Pharos-Tribune

Opinion

December 2, 2012

PUBLIC FORUM: Columnist’s critic takes cheap shot

— In the Nov. 25 Pharos-Tribune, Matt Meagher attacked Joe Bowyer for not understanding the causes of the Civil War. Meagher thinks, wrongly, that the “South fought to defend slavery” as the sole cause of the war. Meagher also made snide remarks about Bowyer always being wrong, a cheap shot that perhaps says more about Mr. Meagher than Joe Bowyer.

The true cause of the Civil War was not slavery but economic. Prior to 1861, federal revenue came primarily from customs duties. In the late 1820s, northern business interests forced an increase in these fees, seriously hurting the agricultural South. South Carolina officials were so angry that they began advocating secession in 1830.

In response, President Andrew Jackson made a threat of his own: if necessary he would personally lead an army into South Carolina. That ended secessionist talk and delayed the Civil War for 30 years. (Jackson predicted that South Carolina would use slavery as a pretext when the next crisis came. He was right.)

During the 1850s, the price of cotton, critical to the southern economy, stagnated at about 10 cents per pound — compared to 17 cents in the 1830s — while production costs increased. Planters and businesses were in a bind because large debts were owed to Northern bankers. Moreover, real money (gold and silver) was in short supply in the South but plentiful in the North.

The Panic of 1857 made Southern economic problems worse, much worse, and by 1859, there was again open talk of secession. The 1860 election of Abraham Lincoln, a man partly backed by northern business interests, brought matters to the boiling point. Southern radicals used the election to promote secession and their comments about slavery were mostly window dressing. Slavery was an issue but far behind those of the economy and states rights.

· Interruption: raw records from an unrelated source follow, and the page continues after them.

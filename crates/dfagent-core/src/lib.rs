// Copyright (c) 2025-2026 dfagent contributors
//
// SPDX-License-Identifier: MIT

//! The agent core: prompt construction, the model ↔ tool loop, and the
//! invocation facade that ties ingestion, sandbox, and storage together.

mod agent;
mod assemble;
mod context;
mod invocation;
mod prompts;
mod transcript;

pub use agent::{AgentLoop, InvocationStatus, LoopOutcome};
pub use assemble::{assemble, ChartRef, FailedSource, InvocationResult};
pub use context::grounding_summary;
pub use invocation::Analyzer;
pub use prompts::system_prompt;
pub use transcript::{IntermediateStep, Step, Transcript};
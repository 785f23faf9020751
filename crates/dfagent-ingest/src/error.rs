use thiserror::Error;

/// Per-source ingestion failures.  None of these abort the batch: the
/// normalizer reports them next to whatever tables did load, so a single
/// bad upload never obscures which source failed.
#[derive(Debug, Clone, Error)]
pub enum IngestError {
    /// The storage backend could not deliver the bytes.
    #[error("failed to load source '{name}': {reason}")]
    SourceLoad { name: String, reason: String },

    /// The URI's extension is not one of csv / parquet / json / xlsx / xls.
    #[error("unsupported format '.{extension}' for source '{name}'")]
    UnsupportedFormat { name: String, extension: String },

    /// The bytes arrived but could not be parsed as the declared format.
    #[error("failed to parse source '{name}': {reason}")]
    Parse { name: String, reason: String },
}

impl IngestError {
    /// The logical source name this error is scoped to.
    pub fn source_name(&self) -> &str {
        match self {
            Self::SourceLoad { name, .. }
            | Self::UnsupportedFormat { name, .. }
            | Self::Parse { name, .. } => name,
        }
    }
}
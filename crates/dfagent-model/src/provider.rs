use async_trait::async_trait;

use crate::{CompletionRequest, ModelTurn};

/// A hosted language model, invoked as a black-box turn generator.
///
/// `generate` is one blocking call per agent-loop iteration.  An `Err` from
/// this method always means a transport-class failure (endpoint unreachable,
/// timeout, malformed HTTP response); content-level problems with what the
/// model said are expressed in the returned [`ModelTurn`] and judged by the
/// loop, not here.
#[async_trait]
pub trait ModelProvider: Send + Sync {
    /// Human-readable provider name for status display.
    fn name(&self) -> &str;

    /// Model identifier as reported to users.
    fn model_name(&self) -> &str;

    async fn generate(&self, req: CompletionRequest) -> anyhow::Result<ModelTurn>;
}
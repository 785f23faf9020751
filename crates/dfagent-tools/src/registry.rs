// Copyright (c) 2025-2026 dfagent contributors
//
// SPDX-License-Identifier: MIT
use std::collections::HashMap;
use std::sync::Arc;

use crate::{Tool, ToolCall, ToolOutput};

/// A tool schema as advertised to the model provider.
#[derive(Debug, Clone)]
pub struct ToolSchema {
    pub name: String,
    pub description: String,
    pub parameters: serde_json::Value,
}

/// Central registry holding all tools available to one invocation.
pub struct ToolRegistry {
    tools: HashMap<String, Arc<dyn Tool>>,
}

impl ToolRegistry {
    pub fn new() -> Self {
        Self { tools: HashMap::new() }
    }

    pub fn register(&mut self, tool: impl Tool + 'static) {
        self.tools.insert(tool.name().to_string(), Arc::new(tool));
    }

    pub fn get(&self, name: &str) -> Option<Arc<dyn Tool>> {
        self.tools.get(name).cloned()
    }

    pub fn contains(&self, name: &str) -> bool {
        self.tools.contains_key(name)
    }

    /// Schemas for all registered tools, sorted by name for a stable prompt.
    pub fn schemas(&self) -> Vec<ToolSchema> {
        let mut schemas: Vec<ToolSchema> = self
            .tools
            .values()
            .map(|t| ToolSchema {
                name: t.name().to_string(),
                description: t.description().to_string(),
                parameters: t.parameters_schema(),
            })
            .collect();
        schemas.sort_by(|a, b| a.name.cmp(&b.name));
        schemas
    }

    /// Dispatch a call.  An unknown tool name is a recoverable error the
    /// model sees as an observation, not a fault in the host.
    pub async fn execute(&self, call: &ToolCall) -> anyhow::Result<ToolOutput> {
        match self.tools.get(&call.name) {
            Some(tool) => tool.execute(call).await,
            None => Ok(ToolOutput::err(
                &call.id,
                format!("unknown tool: {}", call.name),
            )),
        }
    }

    pub fn names(&self) -> Vec<String> {
        let mut names: Vec<String> = self.tools.keys().cloned().collect();
        names.sort();
        names
    }
}

impl Default for ToolRegistry {
    fn default() -> Self {
        Self::new()
    }
}

// ─── Unit tests ──────────────────────────────────────────────────────────────
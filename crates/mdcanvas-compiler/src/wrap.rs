//! Greedy word wrapping at a character budget.

/// Wrap text to lines of at most `max_chars` characters.
///
/// Paragraph breaks (`\n`) are preserved; an empty input line stays an empty
/// output line. A single word longer than the budget is emitted on its own
/// line rather than split.
pub(crate) fn wrap_text(text: &str, max_chars: usize) -> Vec<String> {
    let mut result = Vec::new();
    for para in text.split('\n') {
        if para.is_empty() {
            result.push(String::new());
            continue;
        }
        let mut buf = String::new();
        for word in para.split_whitespace() {
            let candidate = if buf.is_empty() {
                word.chars().count()
            } else {
                buf.chars().count() + 1 + word.chars().count()
            };
            if candidate > max_chars {
                if !buf.is_empty() {
                    result.push(std::mem::take(&mut buf));
                }
                buf.push_str(word);
            } else {
                if !buf.is_empty() {
                    buf.push(' ');
                }
                buf.push_str(word);
            }
        }
        if !buf.is_empty() {
            result.push(buf);
        }
    }
    if result.is_empty() {
        result.push(String::new());
    }
    result
}
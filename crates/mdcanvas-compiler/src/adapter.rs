//! Diagram adapter boundary.
//!
//! Converting a diagram description into graphic primitives is an external
//! collaborator's job. The compiler only consumes the result through
//! [`DiagramAdapter`]; one failing region is logged and skipped, compilation
//! continues with the next.

use std::collections::BTreeMap;

use mdcanvas_scene::{FileRecord, SceneElement};

/// Primitives produced for one diagram region.
#[derive(Clone, Debug, Default)]
pub struct ParsedDiagram {
    /// Graphic primitives in render order.
    pub elements: Vec<SceneElement>,
    /// File records referenced by any image primitives.
    pub files: BTreeMap<String, FileRecord>,
}

/// A diagram region could not be converted.
#[derive(Debug, thiserror::Error)]
#[error("{0}")]
pub struct AdapterError(String);

impl AdapterError {
    #[must_use]
    pub fn new(message: impl Into<String>) -> Self {
        Self(message.into())
    }
}

/// Converts diagram description text into scene primitives.
pub trait DiagramAdapter {
    /// Parse one diagram region into positioned primitives and their files.
    fn parse(&self, source: &str) -> Result<ParsedDiagram, AdapterError>;
}

/// Adapter that drops every diagram region.
///
/// Used when no external diagram renderer is wired in; detected regions are
/// logged and produce no primitives.
pub struct NoopAdapter;

impl DiagramAdapter for NoopAdapter {
    fn parse(&self, source: &str) -> Result<ParsedDiagram, AdapterError> {
        tracing::debug!(
            lines = source.lines().count(),
            "no diagram adapter configured, region dropped"
        );
        Ok(ParsedDiagram::default())
    }
}
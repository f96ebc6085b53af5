//! Image reference resolution.
//!
//! The resolver owns the HTTP agent and turns a URL into scene primitives.
//! Every failure mode degrades to a visible placeholder; a compile pass never
//! aborts because an image was unreachable.

use std::sync::LazyLock;
use std::time::Duration;

use base64::Engine;
use base64::prelude::BASE64_STANDARD;
use regex::Regex;
use ureq::Agent;

use mdcanvas_scene::{
    FileRecord, FontFamily, RectSpec, SceneElement, TextAlign, TextSpec, element_id,
};

use crate::dimensions::{DEFAULT_HEIGHT, DEFAULT_WIDTH, scale_to_fit, sniff_dimensions};
use crate::fetch::{FETCH_TIMEOUT, FetchedImage, create_agent, fetch_image};

/// Recognized raster/vector image extensions.
static IMAGE_EXTENSION: LazyLock<Regex> =
    LazyLock::new(|| Regex::new(r"(?i)\.(jpg|jpeg|png|gif|bmp|webp|svg|tiff?|ico)$").unwrap());

/// 1x1 transparent PNG used as the placeholder payload.
const TRANSPARENT_PIXEL: &str = "data:image/png;base64,iVBORw0KGgoAAAANSUhEUgAAAAEAAAABCAYAAAAfFcSJAAAADUlEQVR42mNkYPhfDwAChwGA60e6kgAAAABJRU5ErkJggg==";

/// URLs longer than this are truncated in the placeholder caption.
const MAX_URL_DISPLAY: usize = 40;

/// Does the URL end in a recognized image extension?
///
/// Segments failing this test are skipped by the caller with a warning; no
/// element is emitted for them.
#[must_use]
pub fn is_likely_image_url(url: &str) -> bool {
    IMAGE_EXTENSION.is_match(url)
}

/// Resolve a markdown image URL to a fetchable form.
///
/// Absolute and `data:` URLs pass through. Root-relative URLs are left for
/// the consuming renderer. Other relative forms lose a leading `./`.
#[must_use]
pub fn resolve_image_url(url: &str) -> &str {
    let lower = url.to_ascii_lowercase();
    if lower.starts_with("http://") || lower.starts_with("https://") || lower.starts_with("data:")
    {
        return url;
    }
    if url.starts_with('/') {
        return url;
    }
    url.strip_prefix("./").unwrap_or(url)
}

/// Decode an inline `data:` URL into MIME type and payload bytes.
fn parse_data_url(url: &str) -> Option<(String, Vec<u8>)> {
    let rest = url.strip_prefix("data:")?;
    let (header, payload) = rest.split_once(',')?;
    let mime = header.split(';').next().unwrap_or("");
    let mime = if mime.is_empty() { "image/png" } else { mime };
    let bytes = BASE64_STANDARD.decode(payload).ok()?;
    Some((mime.to_owned(), bytes))
}

/// Scene primitives produced for one image reference.
#[derive(Clone, Debug)]
pub struct ResolvedImage {
    /// The image element, placed at the requested anchor.
    pub element: SceneElement,
    /// Embedded payload referenced by the element's `fileId`.
    pub file_record: FileRecord,
    /// Centered alt-text caption below the image, if alt text was given.
    pub caption: Option<SceneElement>,
    /// Placeholder dressing: background rectangle, glyph, truncated URL.
    pub extras: Vec<SceneElement>,
}

impl ResolvedImage {
    /// Vertical space this image consumes: element height plus the caption
    /// height and trailing gap.
    #[must_use]
    pub fn advance(&self, gap: f64) -> f64 {
        self.element.height()
            + self
                .caption
                .as_ref()
                .map_or(gap, |caption| caption.height() + gap)
    }
}

/// Fetches image payloads and builds their scene primitives.
pub struct ImageResolver {
    agent: Agent,
}

impl Default for ImageResolver {
    fn default() -> Self {
        Self::new()
    }
}

impl ImageResolver {
    /// Resolver with the default 10 second fetch timeout.
    #[must_use]
    pub fn new() -> Self {
        Self::with_timeout(FETCH_TIMEOUT)
    }

    /// Resolver with a custom fetch timeout.
    #[must_use]
    pub fn with_timeout(timeout: Duration) -> Self {
        Self {
            agent: create_agent(timeout),
        }
    }

    /// Resolve an image reference into scene primitives at the given anchor.
    ///
    /// Never fails: fetch errors, bad statuses, and non-image payloads all
    /// produce the placeholder stand-in.
    #[must_use]
    pub fn resolve(&self, url: &str, x: f64, y: f64, alt: &str) -> ResolvedImage {
        let resolved = resolve_image_url(url);

        let fetched = match parse_data_url(resolved) {
            Some((mime_type, bytes)) => Ok(FetchedImage { mime_type, bytes }),
            None => fetch_image(&self.agent, resolved),
        };

        match fetched {
            Ok(image) => self.from_payload(&image, x, y, alt),
            Err(error) => {
                tracing::warn!(url, %error, "image fetch failed, using placeholder");
                placeholder(url, x, y, alt)
            }
        }
    }

    /// Build primitives from successfully fetched bytes.
    fn from_payload(&self, image: &FetchedImage, x: f64, y: f64, alt: &str) -> ResolvedImage {
        let (pixel_width, pixel_height) = sniff_dimensions(&image.mime_type, &image.bytes);
        let (width, height) = scale_to_fit(pixel_width, pixel_height);
        tracing::debug!(
            pixel_width,
            pixel_height,
            width,
            height,
            "image dimensions determined"
        );

        let id = element_id();
        let element = SceneElement::image(id.clone(), x, y, width, height);
        let data_url = format!(
            "data:{};base64,{}",
            image.mime_type,
            BASE64_STANDARD.encode(&image.bytes)
        );
        let file_record = FileRecord::new(id, data_url, image.mime_type.clone());

        ResolvedImage {
            element,
            file_record,
            caption: caption_element(alt, x, y + height),
            extras: Vec::new(),
        }
    }
}

/// Centered caption below the image, when alt text is present.
fn caption_element(alt: &str, x: f64, image_bottom: f64) -> Option<SceneElement> {
    if alt.is_empty() {
        return None;
    }
    #[allow(clippy::cast_precision_loss)]
    let width = (alt.chars().count() as f64 * 8.0).max(80.0);
    Some(SceneElement::text(TextSpec {
        x,
        y: image_bottom + 4.0,
        width,
        height: 18.0,
        text: alt.to_owned(),
        font_size: 14.0,
        font_family: FontFamily::Virgil,
        stroke_color: String::from("#555555"),
        text_align: TextAlign::Center,
        ..TextSpec::default()
    }))
}

/// Fixed-size stand-in for an image that could not be fetched.
///
/// A 200x150 image element bound to a transparent pixel, dressed with a
/// background rectangle, a glyph overlay, and the (truncated) URL.
fn placeholder(url: &str, x: f64, y: f64, alt: &str) -> ResolvedImage {
    let width = f64::from(DEFAULT_WIDTH);
    let height = f64::from(DEFAULT_HEIGHT);
    let id = element_id();

    let element = SceneElement::image(id.clone(), x, y, width, height);
    let file_record = FileRecord::new(
        id,
        String::from(TRANSPARENT_PIXEL),
        String::from("image/png"),
    );

    let background = SceneElement::rectangle(RectSpec {
        x,
        y,
        width,
        height,
        stroke_color: String::from("#cccccc"),
        background_color: String::from("#f9f9f9"),
        stroke_width: 2,
        ..RectSpec::default()
    });

    let glyph = SceneElement::text(TextSpec {
        x: x + width / 2.0 - 20.0,
        y: y + height / 2.0 - 20.0,
        width: 40.0,
        height: 20.0,
        text: String::from("\u{1f5bc}\u{fe0f}"),
        font_size: 24.0,
        font_family: FontFamily::Virgil,
        stroke_color: String::from("#666666"),
        text_align: TextAlign::Center,
        ..TextSpec::default()
    });

    let short_url = if url.chars().count() > MAX_URL_DISPLAY {
        let prefix: String = url.chars().take(MAX_URL_DISPLAY - 3).collect();
        format!("{prefix}...")
    } else {
        url.to_owned()
    };
    let url_text = SceneElement::text(TextSpec {
        x: x + 10.0,
        y: y + height - 30.0,
        width: width - 20.0,
        height: 16.0,
        text: short_url,
        font_size: 10.0,
        font_family: FontFamily::Cascadia,
        stroke_color: String::from("#0066cc"),
        ..TextSpec::default()
    });

    ResolvedImage {
        element,
        file_record,
        caption: caption_element(alt, x, y + height),
        extras: vec![background, glyph, url_text],
    }
}
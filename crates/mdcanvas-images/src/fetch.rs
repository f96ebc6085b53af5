//! HTTP transport for image payloads.

use std::time::Duration;

use ureq::Agent;

/// Bounded timeout applied to every image fetch.
pub const FETCH_TIMEOUT: Duration = Duration::from_secs(10);

/// Some origins refuse requests without a browser user agent.
const USER_AGENT: &str = "Mozilla/5.0 (Windows NT 10.0; Win64; x64) AppleWebKit/537.36 (KHTML, like Gecko) Chrome/91.0.4472.124 Safari/537.36";

/// Raw bytes of a fetched image together with the reported MIME type.
#[derive(Clone, Debug)]
pub struct FetchedImage {
    pub mime_type: String,
    pub bytes: Vec<u8>,
}

/// Why an image could not be fetched.
///
/// Every variant is recoverable; the resolver substitutes a placeholder.
#[derive(Debug, thiserror::Error)]
pub enum FetchError {
    #[error("HTTP error: {0}")]
    Http(String),
    #[error("HTTP {status}")]
    Status { status: u16 },
    #[error("non-image content type: {0}")]
    ContentType(String),
    #[error("I/O error: {0}")]
    Io(String),
}

/// Create an HTTP agent with the given global timeout.
///
/// Non-success statuses are returned as responses, not errors, so the caller
/// can decide how to degrade.
#[must_use]
pub fn create_agent(timeout: Duration) -> Agent {
    Agent::config_builder()
        .timeout_global(Some(timeout))
        .http_status_as_error(false)
        .build()
        .into()
}

/// Fetch image bytes from a URL.
///
/// Rejects non-2xx statuses and non-`image/*` content types.
pub fn fetch_image(agent: &Agent, url: &str) -> Result<FetchedImage, FetchError> {
    let response = agent
        .get(url)
        .header("User-Agent", USER_AGENT)
        .call()
        .map_err(|e| FetchError::Http(e.to_string()))?;

    let status = response.status().as_u16();
    if !(200..300).contains(&status) {
        return Err(FetchError::Status { status });
    }

    let content_type = response
        .headers()
        .get("content-type")
        .and_then(|v| v.to_str().ok())
        .unwrap_or("")
        .to_owned();
    let mime_type = content_type
        .split(';')
        .next()
        .unwrap_or("")
        .trim()
        .to_owned();
    if !mime_type.starts_with("image/") {
        return Err(FetchError::ContentType(content_type));
    }

    let bytes = response
        .into_body()
        .read_to_vec()
        .map_err(|e| FetchError::Io(e.to_string()))?;

    tracing::debug!(url, bytes = bytes.len(), %mime_type, "fetched image");
    Ok(FetchedImage { mime_type, bytes })
}
//! Markdown parsing for the mdcanvas compiler.
//!
//! This crate turns raw markdown into the typed inputs the layout engine
//! consumes:
//! - [`classify`]: separates diagram-description regions (fenced or
//!   heuristically inferred) from prose
//! - [`parse_blocks`]: converts prose into an ordered sequence of [`Block`]s
//! - [`segment_inlines`]: splits a block's text into text/image [`Segment`]s
//!
//! The classifier is a greedy line scanner with one line of lookahead, not a
//! grammar: text that merely resembles diagram syntax can be misclassified.
//! No input ever fails to parse; unclassifiable lines fall through to prose.

mod block;
mod classify;
mod inline;

pub use block::{Block, parse_blocks};
pub use classify::{Classified, DiagramRegion, classify};
pub use inline::{Segment, segment_inlines};
//! Excalidraw scene data model for mdcanvas.
//!
//! This crate defines the graphical primitives a compiled markdown document is
//! made of, plus the envelope they are shipped in:
//! - [`SceneElement`]: text, rectangle, and image primitives with full
//!   excalidraw field sets
//! - [`Scene`]: the `type: "excalidraw", version: 2` document envelope
//! - [`FileRecord`]: embedded binary payloads referenced by image elements
//! - [`BoundingBox`]: mergeable element extents used as layout anchors
//!
//! Serialization is lossless for every defined field, so a compiled scene can
//! be re-serialized and parsed back to a structurally identical document.

mod bbox;
mod element;
mod id;
mod scene;

pub use bbox::BoundingBox;
pub use element::{
    ElementCommon, FontFamily, ImageElement, RectSpec, RectangleElement, SceneElement, TextAlign,
    TextElement, TextSpec, VerticalAlign,
};
pub use id::{element_id, random_seed, unix_millis};
pub use scene::{AppState, FileRecord, Scene};
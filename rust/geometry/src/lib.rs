//! fibsec geometry engine
//!
//! Turns [`fibsec_core`] section definitions into fibers, solves the
//! strength-weighted plastic centroid, and applies cover and replication
//! transforms, using nalgebra for the plane geometry.

pub mod centroid;
pub mod discretize;
pub mod error;
pub mod primitives;
pub mod transform;

// Re-export nalgebra types for convenience
pub use nalgebra::{Point2, Vector2};

pub use centroid::{plastic_centroid, recenter, RecenteredSection, StrengthMap};
pub use discretize::{discretize, discretize_section, DiscretizeOptions, Fiber, NonConvexPolicy};
pub use error::{Error, Result};
pub use transform::{cover, replicate, CoverMargins};
// This Source Code Form is subject to the terms of the Mozilla Public
// License, v. 2.0. If a copy of the MPL was not distributed with this
// file, You can obtain one at https://mozilla.org/MPL/2.0/.

//! # fibsec Core
//!
//! Data model and wire format for fiber cross-sections, built with
//! [nom](https://docs.rs/nom).
//!
//! A section is an ordered list of patch and layer elements in the shape of
//! the fiber-section command language:
//!
//! ```text
//! [
//! ['section', 'Fiber', 1, '-GJ', 1000000.0],
//! ['patch', 'rect', 2, 10, 10, -15.0, -10.0, 15.0, 10.0],
//! ['layer', 'straight', 3, 5, 0.79, -12.0, -7.0, -12.0, 7.0]
//! ]
//! ```
//!
//! This crate parses and validates that format into a typed
//! [`SectionDefinition`] and serializes it back; the geometry engine lives
//! in `fibsec-geometry`.
//!
//! ## Quick Start
//!
//! ```rust
//! use fibsec_core::{parse_section, write_section};
//!
//! let text = "[['section', 'Fiber', 1, '-GJ', 1000000.0],
//!             ['patch', 'rect', 2, 10, 10, -15.0, -10.0, 15.0, 10.0]]";
//! let section = parse_section(text).unwrap();
//! let recentered = section.translated(-0.5, 0.0).rounded(4);
//! println!("{}", write_section(&recentered));
//! ```
//!
//! ## Feature Flags
//!
//! - `serde`: Enable serialization support for the data model

pub mod error;
pub mod parser;
pub mod section;
pub mod writer;

pub use error::{Error, Result};
pub use parser::{parse_section, parse_value_tree, Value};
pub use section::{FiberElement, MaterialTag, SectionDefinition};
pub use writer::{write_element, write_section};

The irony of the Civil War is that it need not have happened. There were mass demonstrations across the North in early 1861 demanding that the South be allowed to peacefully secede. The Confederate attack on Fort Sumter in April 1861, however, changed northern opinion overnight and gave Lincoln the backing needed to preserve the union by force of arms. The slavery question was not even seriously considered by Lincoln until 1862.